[Stored items from a collection]
Start of Block

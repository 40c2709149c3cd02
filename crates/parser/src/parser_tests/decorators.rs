// SPDX-License-Identifier: BUSL-1.1
// Copyright (c) 2026 Alfred Jean LLC

//! Decorator comment lines.

use super::helpers::{only_item, parse_raw};
use crate::ast::{CommentLine, Decorator, DecoratorComment, DecoratorValue, Scalar, Value};
use crate::parse_error::ParseError;
use crate::parser::Parser;

fn decorator_line(input: &str) -> DecoratorComment {
    let doc = parse_raw(&format!("{input}\nA=1"));
    match only_item(&doc).pre_comments.first() {
        Some(CommentLine::Decorators(line)) => line.clone(),
        other => panic!("expected decorator line, got {other:?}"),
    }
}

fn single(input: &str) -> Decorator {
    let line = decorator_line(input);
    assert_eq!(line.decorators.len(), 1, "{line:?}");
    line.decorators[0].clone()
}

// =============================================================================
// Forms
// =============================================================================

#[test]
fn flag_decorator() {
    let d = single("# @required");
    assert_eq!(d.name, "required");
    assert_eq!(d.value, DecoratorValue::Flag);
}

#[yare::parameterized(
    unquoted = { "# @example=postgres://localhost/db", Scalar::String("postgres://localhost/db".to_string()) },
    boolean  = { "# @sensitive=false", Scalar::Boolean(false) },
    number   = { "# @min=3", Scalar::Number(3.0) },
    double   = { "# @desc=\"two words\"", Scalar::String("two words".to_string()) },
    single_quoted = { "# @pattern='^[a-z]+$'", Scalar::String("^[a-z]+$".to_string()) },
)]
fn assigned_static_values(input: &str, expected: Scalar) {
    assert_eq!(single(input).static_value(), Some(expected));
}

#[test]
fn assigned_function_call() {
    let d = single("# @required=forEnv(production, staging)");
    let DecoratorValue::Assigned(Value::Call(call)) = &d.value else {
        panic!("expected call value, got {:?}", d.value);
    };
    assert_eq!(call.name, "forEnv");
    assert_eq!(call.args.len(), 2);
}

#[test]
fn bare_function_call_form() {
    let d = single("# @enum(dev, staging, \"prod\")");
    let DecoratorValue::Call(args) = &d.value else {
        panic!("expected call form, got {:?}", d.value);
    };
    let values: Vec<String> = args.items.iter().map(|a| a.to_string()).collect();
    assert_eq!(values, vec!["dev", "staging", "\"prod\""]);
}

#[test]
fn several_decorators_keep_spacing() {
    let line = decorator_line("# @required  @secret @min=1");
    let names: Vec<&str> = line.decorators.iter().map(|d| d.name.as_str()).collect();
    assert_eq!(names, vec!["required", "secret", "min"]);
    assert_eq!(line.decorators[1].leading, "  ");
    assert_eq!(line.to_string(), "# @required  @secret @min=1");
}

#[test]
fn trailing_plain_comment() {
    let line = decorator_line("# @required   # must be set in prod");
    assert_eq!(line.decorators.len(), 1);
    let trailing = line.trailing.as_ref().unwrap();
    assert_eq!(trailing.prefix, "   #");
    assert_eq!(trailing.contents(), "must be set in prod");
    assert_eq!(line.to_string(), "# @required   # must be set in prod");
}

#[test]
fn trailing_whitespace_is_kept() {
    let line = decorator_line("# @secret  ");
    assert_eq!(line.tail, "  ");
    assert_eq!(line.to_string(), "# @secret  ");
}

#[test]
fn prefix_keeps_indentation() {
    let line = decorator_line("  #   @secret");
    assert_eq!(line.prefix, "  #   ");
}

#[test]
fn decorators_in_trailing_item_comment() {
    let doc = parse_raw("API_KEY=abc # @secret @required");
    let names: Vec<String> = only_item(&doc)
        .decorators()
        .iter()
        .map(|d| d.name.clone())
        .collect();
    assert_eq!(names, vec!["secret", "required"]);
}

// =============================================================================
// Malformed Decorators
// =============================================================================

#[yare::parameterized(
    stray_at        = { "# @" },
    digit_name      = { "# @1st" },
    missing_value   = { "# @desc=" },
    missing_value_2 = { "# @desc= @secret" },
    bad_character   = { "# @re!quired" },
    glued           = { "# @required@secret" },
    junk_after      = { "# @required junk" },
    unclosed_args   = { "# @enum(a, b" },
    after_quote     = { "# @desc=\"a\"b" },
)]
fn invalid_decorator(input: &str) {
    let err = Parser::parse(input).unwrap_err();
    assert!(
        matches!(err, ParseError::InvalidDecorator { .. }),
        "{input}: got {err:?}"
    );
}

#[test]
fn call_followed_by_text_is_a_literal() {
    let d = single("# @example=f(x)y");
    assert_eq!(
        d.static_value(),
        Some(Scalar::String("f(x)y".to_string()))
    );
}

#[test]
fn unterminated_decorator_value() {
    let err = Parser::parse("# @desc=\"open").unwrap_err();
    assert!(
        matches!(err, ParseError::UnterminatedQuote { .. }),
        "got {err:?}"
    );
}

#[test]
fn invalid_decorator_span_points_at_token() {
    let input = "A=1\n# @required junk";
    let err = Parser::parse(input).unwrap_err();
    assert_eq!(err.span().slice(input), "junk");
}
// SPDX-License-Identifier: BUSL-1.1
// Copyright (c) 2026 Alfred Jean LLC

//! Value scanning: quoted literals, function calls and argument lists.

use super::cursor::{is_ws, Cursor};
use crate::ast::{Arg, FunctionArgs, FunctionCall, KeyValuePair, QuoteStyle, StaticValue, Value};
use crate::parse_error::ParseError;

/// Single-character quote family for an opening character.
pub(crate) fn quote_for(c: char) -> Option<QuoteStyle> {
    match c {
        '\'' => Some(QuoteStyle::Single),
        '"' => Some(QuoteStyle::Double),
        '`' => Some(QuoteStyle::Backtick),
        _ => None,
    }
}

/// Offset of the first unescaped `delimiter` of `quote` in `s`.
pub(crate) fn find_closing(s: &str, quote: QuoteStyle) -> Option<usize> {
    let q = quote.quote_char();
    let delim = quote.delimiter();
    let mut chars = s.char_indices().peekable();
    while let Some((i, c)) = chars.next() {
        if c == '\\' {
            if chars.peek().map(|(_, n)| *n) == Some(q) {
                chars.next();
            }
            continue;
        }
        if s[i..].starts_with(delim) {
            return Some(i);
        }
    }
    None
}

impl<'a> Cursor<'a> {
    /// A single-line quoted literal; the cursor sits on the opening quote.
    pub(crate) fn quoted(&mut self, quote: QuoteStyle) -> Result<StaticValue, ParseError> {
        let start = self.pos();
        let q = quote.quote_char();
        self.bump();
        loop {
            match self.bump() {
                None => {
                    return Err(ParseError::UnterminatedQuote {
                        quote,
                        span: self.span(start, start + 1),
                    })
                }
                Some('\\') if self.peek() == Some(q) => {
                    self.bump();
                }
                Some(c) if c == q => break,
                Some(_) => {}
            }
        }
        Ok(StaticValue {
            raw: self.slice(start, self.pos()).to_string(),
            quote: Some(quote),
        })
    }

    /// `name(args)`. Restores the cursor and returns `None` when the text
    /// is not a well-formed call, so callers can fall back to a literal.
    pub(crate) fn function_call(&mut self) -> Option<FunctionCall> {
        let start = self.pos();
        let call = self.function_call_inner();
        if call.is_none() {
            self.set_pos(start);
        }
        call
    }

    fn function_call_inner(&mut self) -> Option<FunctionCall> {
        let start = self.pos();
        let name = self.identifier()?;
        if self.peek() != Some('(') {
            return None;
        }
        let args = self.function_args()?;
        Some(FunctionCall {
            name: name.to_string(),
            args,
            source: Some(self.slice(start, self.pos()).to_string()),
        })
    }

    /// `( arg, arg, ... )`; the cursor sits on the `(`.
    pub(crate) fn function_args(&mut self) -> Option<FunctionArgs> {
        let start = self.pos();
        if !self.eat('(') {
            return None;
        }
        let mut items = Vec::new();
        self.eat_ws();
        if !self.eat(')') {
            loop {
                items.push(self.arg()?);
                self.eat_ws();
                if self.eat(',') {
                    self.eat_ws();
                } else if self.eat(')') {
                    break;
                } else {
                    return None;
                }
            }
        }
        Some(FunctionArgs {
            items,
            source: Some(self.slice(start, self.pos()).to_string()),
        })
    }

    fn arg(&mut self) -> Option<Arg> {
        let start = self.pos();
        if let Some(key) = self.identifier() {
            if self.eat('=') {
                let value = self.arg_value()?;
                return Some(Arg::KeyValue(KeyValuePair {
                    key: key.to_string(),
                    value,
                }));
            }
            self.set_pos(start);
        }
        self.arg_value().map(Arg::Value)
    }

    fn arg_value(&mut self) -> Option<Value> {
        if let Some(quote) = self.peek().and_then(quote_for) {
            return self.quoted(quote).ok().map(Value::Static);
        }
        if let Some(call) = self.function_call() {
            return Some(Value::Call(call));
        }
        let text = self.eat_while(|c| !matches!(c, ',' | '(' | ')'));
        let trimmed = text.trim_end_matches(is_ws);
        if trimmed.is_empty() {
            return None;
        }
        self.set_pos(self.pos() - (text.len() - trimmed.len()));
        Some(Value::Static(StaticValue::unquoted(trimmed)))
    }
}
// SPDX-License-Identifier: BUSL-1.1
// Copyright (c) 2026 Alfred Jean LLC

//! Expansion of inline substitution syntax into function calls.
//!
//! | Written            | Expanded                          |
//! |--------------------|-----------------------------------|
//! | `$(cmd)`           | `eval("cmd")`                     |
//! | `$NAME`, `${NAME}` | `ref("NAME")`                     |
//! | `${NAME:-x}`       | `fallback(ref("NAME"), x)`        |
//! | `${NAME-x}`        | `coalesce(ref("NAME"), x)`        |
//! | `a${B}c`           | `concat("a", ref("B"), "c")`      |
//!
//! Shell spans are split out first with a pattern that stops at the first
//! `)`. Variable forms are then scanned in the literal text between them;
//! defaults are matched structurally so they nest to any depth. Single-quoted
//! values are never touched. Expanded calls keep the source text of the value
//! they replace, so the document still prints exactly as written.

use crate::ast::{
    Arg, CommentLine, Decorator, DecoratorValue, Document, FunctionArgs, FunctionCall,
    KeyValuePair, Node, QuoteStyle, Scalar, StaticValue, Value,
};
use regex::Regex;
use std::sync::LazyLock;

// Allow expect here as the regexes are compile-time verified to be valid
#[allow(clippy::expect_used)]
static EVAL_PATTERN: LazyLock<Regex> =
    LazyLock::new(|| Regex::new(r"\$\(([^)]+)\)").expect("constant regex pattern is valid"));

#[allow(clippy::expect_used)]
static BRACED_NAME: LazyLock<Regex> = LazyLock::new(|| {
    Regex::new(r"^[a-zA-Z_][a-zA-Z0-9_.]*").expect("constant regex pattern is valid")
});

#[allow(clippy::expect_used)]
static BARE_NAME: LazyLock<Regex> =
    LazyLock::new(|| Regex::new(r"^[a-zA-Z_][a-zA-Z0-9_]*").expect("constant regex pattern is valid"));

/// Knobs for expansion.
#[derive(Debug, Clone, Copy, PartialEq, Eq)]
pub struct ExpandOptions {
    /// Expand `$NAME` in addition to `${NAME}`.
    pub bare_refs: bool,
}

impl Default for ExpandOptions {
    fn default() -> Self {
        Self { bare_refs: true }
    }
}

/// Expand every item value and every `@name=value` decorator value.
pub fn expand_document(doc: &mut Document, options: ExpandOptions) {
    for node in &mut doc.nodes {
        match node {
            Node::ConfigItem(item) => {
                for comment in &mut item.pre_comments {
                    expand_comment(comment, options);
                }
                if let Some(post) = &mut item.post_comment {
                    expand_comment(&mut post.comment, options);
                }
                if let Some(value) = &item.value {
                    item.value = Some(expand_value(value, options));
                }
            }
            Node::CommentBlock(block) => {
                for comment in &mut block.comments {
                    expand_comment(comment, options);
                }
            }
            Node::BlankLine(_) | Node::Divider(_) => {}
        }
    }
}

fn expand_comment(comment: &mut CommentLine, options: ExpandOptions) {
    if let CommentLine::Decorators(line) = comment {
        for decorator in &mut line.decorators {
            expand_decorator(decorator, options);
        }
    }
}

fn expand_decorator(decorator: &mut Decorator, options: ExpandOptions) {
    if let DecoratorValue::Assigned(value) = &decorator.value {
        decorator.value = DecoratorValue::Assigned(expand_value(value, options));
    }
}

/// Expand one value. Calls are rebuilt with their arguments expanded;
/// anything without substitution syntax comes back unchanged.
pub fn expand_value(value: &Value, options: ExpandOptions) -> Value {
    match value {
        Value::Static(s) => expand_static(s, options).unwrap_or_else(|| value.clone()),
        Value::Call(call) => Value::Call(FunctionCall {
            name: call.name.clone(),
            args: FunctionArgs {
                items: call
                    .args
                    .items
                    .iter()
                    .map(|arg| match arg {
                        Arg::Value(v) => Arg::Value(expand_value(v, options)),
                        Arg::KeyValue(kv) => Arg::KeyValue(KeyValuePair {
                            key: kv.key.clone(),
                            value: expand_value(&kv.value, options),
                        }),
                    })
                    .collect(),
                source: call.args.source.clone(),
            },
            source: call.source.clone(),
        }),
    }
}

fn expand_static(value: &StaticValue, options: ExpandOptions) -> Option<Value> {
    if value.is_single_quoted() {
        return None;
    }
    let Scalar::String(text) = value.value() else {
        return None;
    };
    if !text.contains('$') {
        return None;
    }
    let quote = value.quote.unwrap_or(QuoteStyle::Double);

    let mut parts = Vec::new();
    let mut last = 0;
    for caps in EVAL_PATTERN.captures_iter(&text) {
        let (Some(whole), Some(command)) = (caps.get(0), caps.get(1)) else {
            continue;
        };
        expand_vars(&text[last..whole.start()], quote, options, &mut parts);
        parts.push(call("eval", vec![literal(command.as_str(), QuoteStyle::Double)]));
        last = whole.end();
    }
    expand_vars(&text[last..], quote, options, &mut parts);

    if !parts.iter().any(|p| matches!(p, Value::Call(_))) {
        return None;
    }
    let mut expanded = join(parts, quote);
    if let Value::Call(c) = &mut expanded {
        c.source = Some(value.raw.clone());
    }
    Some(expanded)
}

/// Scan literal text for `$NAME`, `${NAME}` and default forms.
fn expand_vars(text: &str, quote: QuoteStyle, options: ExpandOptions, parts: &mut Vec<Value>) {
    let mut buf = String::new();
    let mut i = 0;
    while let Some(offset) = text[i..].find('$') {
        let at = i + offset;
        buf.push_str(&text[i..at]);
        let after = &text[at + 1..];

        let matched = if after.starts_with('{') {
            braced(&text[at..], quote, options)
        } else if options.bare_refs {
            BARE_NAME
                .find(after)
                .map(|m| (ref_call(m.as_str()), 1 + m.end()))
        } else {
            None
        };

        match matched {
            Some((value, consumed)) => {
                flush(&mut buf, quote, parts);
                parts.push(value);
                i = at + consumed;
            }
            None => {
                buf.push('$');
                i = at + 1;
            }
        }
    }
    buf.push_str(&text[i..]);
    flush(&mut buf, quote, parts);
}

/// `${NAME}`, `${NAME:-default}` or `${NAME-default}` at the start of `s`.
///
/// Returns the expanded value and the number of bytes consumed, or `None`
/// when the text is not a complete braced form (it then stays literal).
fn braced(s: &str, quote: QuoteStyle, options: ExpandOptions) -> Option<(Value, usize)> {
    let inner = &s[2..];
    let name = BRACED_NAME.find(inner)?;
    let after = &inner[name.end()..];
    if after.starts_with('}') {
        return Some((ref_call(name.as_str()), 2 + name.end() + 1));
    }

    let (op_len, function) = if after.starts_with(":-") {
        (2, "fallback")
    } else if after.starts_with('-') {
        (1, "coalesce")
    } else {
        return None;
    };
    let default_start = 2 + name.end() + op_len;
    let close = matching_brace(&s[default_start..])?;

    let mut default_parts = Vec::new();
    expand_vars(
        &s[default_start..default_start + close],
        quote,
        options,
        &mut default_parts,
    );
    let default = join(default_parts, quote);
    Some((
        call(function, vec![ref_call(name.as_str()), default]),
        default_start + close + 1,
    ))
}

/// Offset of the `}` closing a default branch, counting nested `${`.
fn matching_brace(s: &str) -> Option<usize> {
    let mut depth = 1usize;
    let mut i = 0;
    while i < s.len() {
        if s[i..].starts_with("${") {
            depth += 1;
            i += 2;
            continue;
        }
        let c = s[i..].chars().next()?;
        if c == '}' {
            depth -= 1;
            if depth == 0 {
                return Some(i);
            }
        }
        i += c.len_utf8();
    }
    None
}

fn flush(buf: &mut String, quote: QuoteStyle, parts: &mut Vec<Value>) {
    if !buf.is_empty() {
        parts.push(literal(buf, quote));
        buf.clear();
    }
}

/// One part as-is, several wrapped in `concat`, none as an empty string.
fn join(mut parts: Vec<Value>, quote: QuoteStyle) -> Value {
    match parts.len() {
        0 => literal("", quote),
        1 => parts.remove(0),
        _ => call("concat", parts),
    }
}

fn literal(text: &str, quote: QuoteStyle) -> Value {
    Value::Static(StaticValue::quoted(text, quote))
}

fn ref_call(name: &str) -> Value {
    call("ref", vec![literal(name, QuoteStyle::Double)])
}

fn call(name: &str, args: Vec<Value>) -> Value {
    Value::Call(FunctionCall::new(
        name,
        args.into_iter().map(Arg::Value).collect(),
    ))
}

#[cfg(test)]
#[path = "expand_tests.rs"]
mod tests;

End of Block

## What you need to do
In the entries above, find each line that has the word "Scalar". Copy it.

## The answer
use crate::ast::{CommentLine, Decorator, DecoratorComment, DecoratorValue, Scalar, Value};
    unquoted = { "# @example=postgres://localhost/db", Scalar::String("postgres://localhost/db".to_string()) },
    boolean  = { "# @sensitive=false", Scalar::Boolean(false) },
    number   = { "# @min=3", Scalar::Number(3.0) },
    double   = { "# @desc=\"two words\"", Scalar::String("two words".to_string()) },
    single_quoted = { "# @pattern='^[a-z]+$'", Scalar::String("^[a-z]+$".to_string()) },
fn assigned_static_values(input: &str, expected: Scalar) {
        Some(Scalar::String("f(x)y".to_string()))
    KeyValuePair, Node, QuoteStyle, Scalar, StaticValue, Value,
    let Scalar::String(text) = value.value() else {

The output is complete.